- French theatrical release poster
- Directed by: Małgośka Szumowska
- Written by: Tine Byrckel; Małgośka Szumowska;
- Produced by: Marianne Slot
- Starring: Juliette Binoche; Anaïs Demoustier; Joanna Kulig; Louis-Do de Lencquesaing; Krystyna Janda; Andrzej Chyra;
- Cinematography: Michał Englert
- Edited by: Françoise Tourmen; Jacek Drosio;
- Music by: Paweł Mykietyn
- Production companies: Slot Machine; Zentropa International Poland; Zentropa International Köln; Canal+ Poland; ZDF; Shot Szumowski; Liberator Productions;
- Distributed by: Haut et Court (France); Kino Świat (Poland); Zorro Film (Germany);
- Release dates: 9 September 2011 (TIFF); 1 February 2012 (France); 17 February 2012 (Poland); 29 March 2012 (Germany);
- Running time: 92 minutes
- Countries: France; Poland; Germany;
- Languages: French; Polish;
- Budget: €3.5 million
- Box office: $3.8 million

= Elles (film) =

2011 film by Małgorzata Szumowska

Elles (Note: Released in Poland as Sponsoring and in Germany as Das bessere Leben (lit. 'The Better Life')) is a 2011 erotic drama film co-written and directed by Polish director Małgośka Szumowska. It shows an episode in the life of Anne (Juliette Binoche), a journalist in Paris for French Elle who is writing an article about female student prostitution.
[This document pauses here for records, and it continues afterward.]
//! Mesh accumulator with OBJ-style global pools.
//!
//! Vertex, normal and texture-coordinate indices are 1-based, matching the
//! serialized form, and stay valid for the rest of the export pass.

use crate::material::uv::{planar_uv, TextureTransform};
use glam::Vec3;

/// Normals shorter than this are rejected.
const MIN_NORMAL_LENGTH: f32 = 1e-6;

/// A triangle referencing the accumulator pools.
///
/// Normal and UV slots are all-or-none; a face never mixes present and
/// absent references of one kind.
#[derive(Debug, Clone, PartialEq)]
pub struct Face {
    pub vertices: [u32; 3],
    pub normals: Option<[u32; 3]>,
    pub uvs: Option<[u32; 3]>,
    pub material: String,
}

impl Face {
    pub fn new(vertices: [u32; 3], material: impl Into<String>) -> Self {
        Self {
            vertices,
            normals: None,
            uvs: None,
            material: material.into(),
        }
    }

    pub fn with_normals(mut self, normals: Option<[u32; 3]>) -> Self {
        self.normals = normals;
        self
    }

    pub fn with_uvs(mut self, uvs: Option<[u32; 3]>) -> Self {
        self.uvs = uvs;
        self
    }
}

/// Geometry collected during one export pass.
#[derive(Debug, Clone, Default)]
pub struct MeshAccumulator {
    pub vertices: Vec<Vec3>,
    pub normals: Vec<Vec3>,
    pub tex_coords: Vec<[f32; 2]>,
    pub faces: Vec<Face>,
}

impl MeshAccumulator {
    pub fn new() -> Self {
        Self::default()
    }

    /// Add a vertex and return its 1-based index.
    ///
    /// Every call appends, so shared corners are duplicated.
    pub fn add_vertex(&mut self, point: Vec3) -> u32 {
        self.vertices.push(point);
        self.vertices.len() as u32
    }

    /// Add a normal and return its 1-based index.
    ///
    /// The vector is normalized. Degenerate or NaN vectors return `None` and
    /// the caller must leave the normal off its faces.
    pub fn add_normal(&mut self, normal: Vec3) -> Option<u32> {
        if !normal.is_finite() {
            return None;
        }
        let length = normal.length();
        if length < MIN_NORMAL_LENGTH {
            return None;
        }
        self.normals.push(normal / length);
        Some(self.normals.len() as u32)
    }

    /// Add a texture coordinate and return its 1-based index.
    pub fn add_tex_coord(&mut self, uv: [f32; 2]) -> u32 {
        self.tex_coords.push(uv);
        self.tex_coords.len() as u32
    }

    /// Add a pre-built face. Indices must already exist in the pools.
    pub fn add_face(&mut self, face: Face) {
        debug_assert!(face.vertices.iter().all(|&i| i >= 1 && i as usize <= self.vertices.len()));
        self.faces.push(face);
    }

    /// Add a triangle with one flat normal.
    pub fn add_triangle(&mut self, vertices: [u32; 3], normal: Vec3, material: &str) {
        let n = self.add_normal(normal).map(|n| [n; 3]);
        self.add_face(Face::new(vertices, material).with_normals(n));
    }

    /// Add a quad as two triangles sharing the v0-v2 diagonal and one normal.
    pub fn add_quad(&mut self, vertices: [u32; 4], normal: Vec3, material: &str) {
        let [v0, v1, v2, v3] = vertices;
        let n = self.add_normal(normal).map(|n| [n; 3]);
        self.add_face(Face::new([v0, v1, v2], material).with_normals(n));
        self.add_face(Face::new([v0, v2, v3], material).with_normals(n));
    }

    /// Add a triangle with UVs projected from its own positions.
    pub fn add_textured_triangle(
        &mut self,
        vertices: [u32; 3],
        normal: Vec3,
        material: &str,
        transform: &TextureTransform,
    ) {
        let points = vertices.map(|v| self.position(v));
        let uvs = planar_uv(&points, transform);
        let t = uvs.map(|uv| self.add_tex_coord(uv));
        let n = self.add_normal(normal).map(|n| [n; 3]);
        self.add_face(Face::new(vertices, material).with_normals(n).with_uvs(Some(t)));
    }

    /// Add a quad with UVs projected from its four positions.
    pub fn add_textured_quad(
        &mut self,
        vertices: [u32; 4],
        normal: Vec3,
        material: &str,
        transform: &TextureTransform,
    ) {
        let points = vertices.map(|v| self.position(v));
        let uvs = planar_uv(&points, transform);
        let [t0, t1, t2, t3] = uvs.map(|uv| self.add_tex_coord(uv));
        let [v0, v1, v2, v3] = vertices;
        let n = self.add_normal(normal).map(|n| [n; 3]);
        self.add_face(
            Face::new([v0, v1, v2], material)
                .with_normals(n)
                .with_uvs(Some([t0, t1, t2])),
        );
        self.add_face(
            Face::new([v0, v2, v3], material)
                .with_normals(n)
                .with_uvs(Some([t0, t2, t3])),
        );
    }

    /// Add a triangle, textured when a transform is given.
    pub fn add_surface_triangle(
        &mut self,
        vertices: [u32; 3],
        normal: Vec3,
        material: &str,
        transform: Option<&TextureTransform>,
    ) {
        match transform {
            Some(t) => self.add_textured_triangle(vertices, normal, material, t),
            None => self.add_triangle(vertices, normal, material),
        }
    }

    /// Add a quad, textured when a transform is given.
    pub fn add_surface_quad(
        &mut self,
        vertices: [u32; 4],
        normal: Vec3,
        material: &str,
        transform: Option<&TextureTransform>,
    ) {
        match transform {
            Some(t) => self.add_textured_quad(vertices, normal, material, t),
            None => self.add_quad(vertices, normal, material),
        }
    }

    /// Position of a 1-based vertex index.
    pub fn position(&self, index: u32) -> Vec3 {
        self.vertices[index as usize - 1]
    }

    pub fn vertex_count(&self) -> usize {
        self.vertices.len()
    }

    pub fn face_count(&self) -> usize {
        self.faces.len()
    }

    pub fn is_empty(&self) -> bool {
        self.faces.is_empty()
    }
}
Although the young women are not keen on publicity, she persuades two students to talk to her: the provocative Alicja (Joanna Kulig), an ambitious economics student who left Poland to further her education; and the subtle Charlotte (Anaïs Demoustier), enrolled in a Parisian classe préparatoire, determined to leave her modest provincial background behind.

Where Anne is expecting misery and distress, she discovers freedom, pride, and empowerment. As Anne's professional curiosity in the two women becomes a matter of personal interest, she starts to rediscover her own sexuality.
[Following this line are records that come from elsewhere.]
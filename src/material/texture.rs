//! Texture assets, deduplicated by content.

use sha2::{Digest, Sha256};
use std::collections::HashMap;

/// An image file written next to the exported mesh.
#[derive(Debug, Clone, PartialEq, Eq)]
pub struct TextureAsset {
    /// Flat file name, e.g. `texture_0.png`.
    pub file_name: String,
    /// Image bytes, stored untouched.
    pub data: Vec<u8>,
}

/// Registered textures in insertion order.
///
/// Two registrations with byte-identical payloads share one asset regardless
/// of where they came from.
#[derive(Debug, Clone, Default)]
pub struct TextureStore {
    assets: Vec<TextureAsset>,
    by_digest: HashMap<[u8; 32], Vec<usize>>,
}

impl TextureStore {
    pub fn new() -> Self {
        Self::default()
    }

    /// Register image bytes and return the asset's file name.
    pub fn register(&mut self, data: Vec<u8>) -> String {
        let mut digest = [0u8; 32];
        digest.copy_from_slice(&Sha256::digest(&data));
        let bucket = self.by_digest.entry(digest).or_default();

        // Digest equality narrows the search; identity is the byte comparison.
        if let Some(&idx) = bucket.iter().find(|&&idx| self.assets[idx].data == data) {
            return self.assets[idx].file_name.clone();
        }

        let idx = self.assets.len();
        let file_name = format!("texture_{}.{}", idx, sniff_extension(&data));
        bucket.push(idx);
        self.assets.push(TextureAsset {
            file_name: file_name.clone(),
            data,
        });
        file_name
    }

    pub fn assets(&self) -> &[TextureAsset] {
        &self.assets
    }

    pub fn into_assets(self) -> Vec<TextureAsset> {
        self.assets
    }

    pub fn len(&self) -> usize {
        self.assets.len()
    }

    pub fn is_empty(&self) -> bool {
        self.assets.is_empty()
    }
}

/// File extension for image bytes, `png` when the format is unknown.
fn sniff_extension(data: &[u8]) -> &'static str {
    image::guess_format(data)
        .ok()
        .and_then(|format| format.extensions_str().first().copied())
        .unwrap_or("png")
}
Elles premiered at the 2011 Toronto International Film Festival and was released theatrically in France on 1 February 2012.

==Plot==
During the course of one day. Anne (Juliette Binoche) is trying to meet the deadline for her article about prostitution, while shopping and preparing dinner for her husband's boss and his wife. She is also worried about her two sons, the eldest of whom has been skipping classes while the younger appears to be starting to be hooked on video games. This narrative is interrupted by the flashbacks to conversations Anne has had with two students, scenes from their lives, and the effect that their work in the sex industry is having on them and those close to them.

Anne interviews Alicja (Joanna Kulig), who, arriving from Poland to study in France, not only lost her suitcase but found the student advisors to be less than helpful in her hour of need. Another student came to her rescue, but admitted that his generosity was partly courtship. By the time we see her being interviewed by Anne, Alicja has earned enough to have a very nice apartment along with designer clothes and handbags. She is much more hedonistic than Charlotte and proceeds to get Anne drunk during the course of the interview in her apartment. When asked who her clients are, Alicja simply replies that they are bored husbands. For Alicja, being alone in a foreign country has led her to seemingly much more freedom than she enjoyed at home, but when asked if she wanted to stop, she admits that there is an element of addiction in the way she earns her money.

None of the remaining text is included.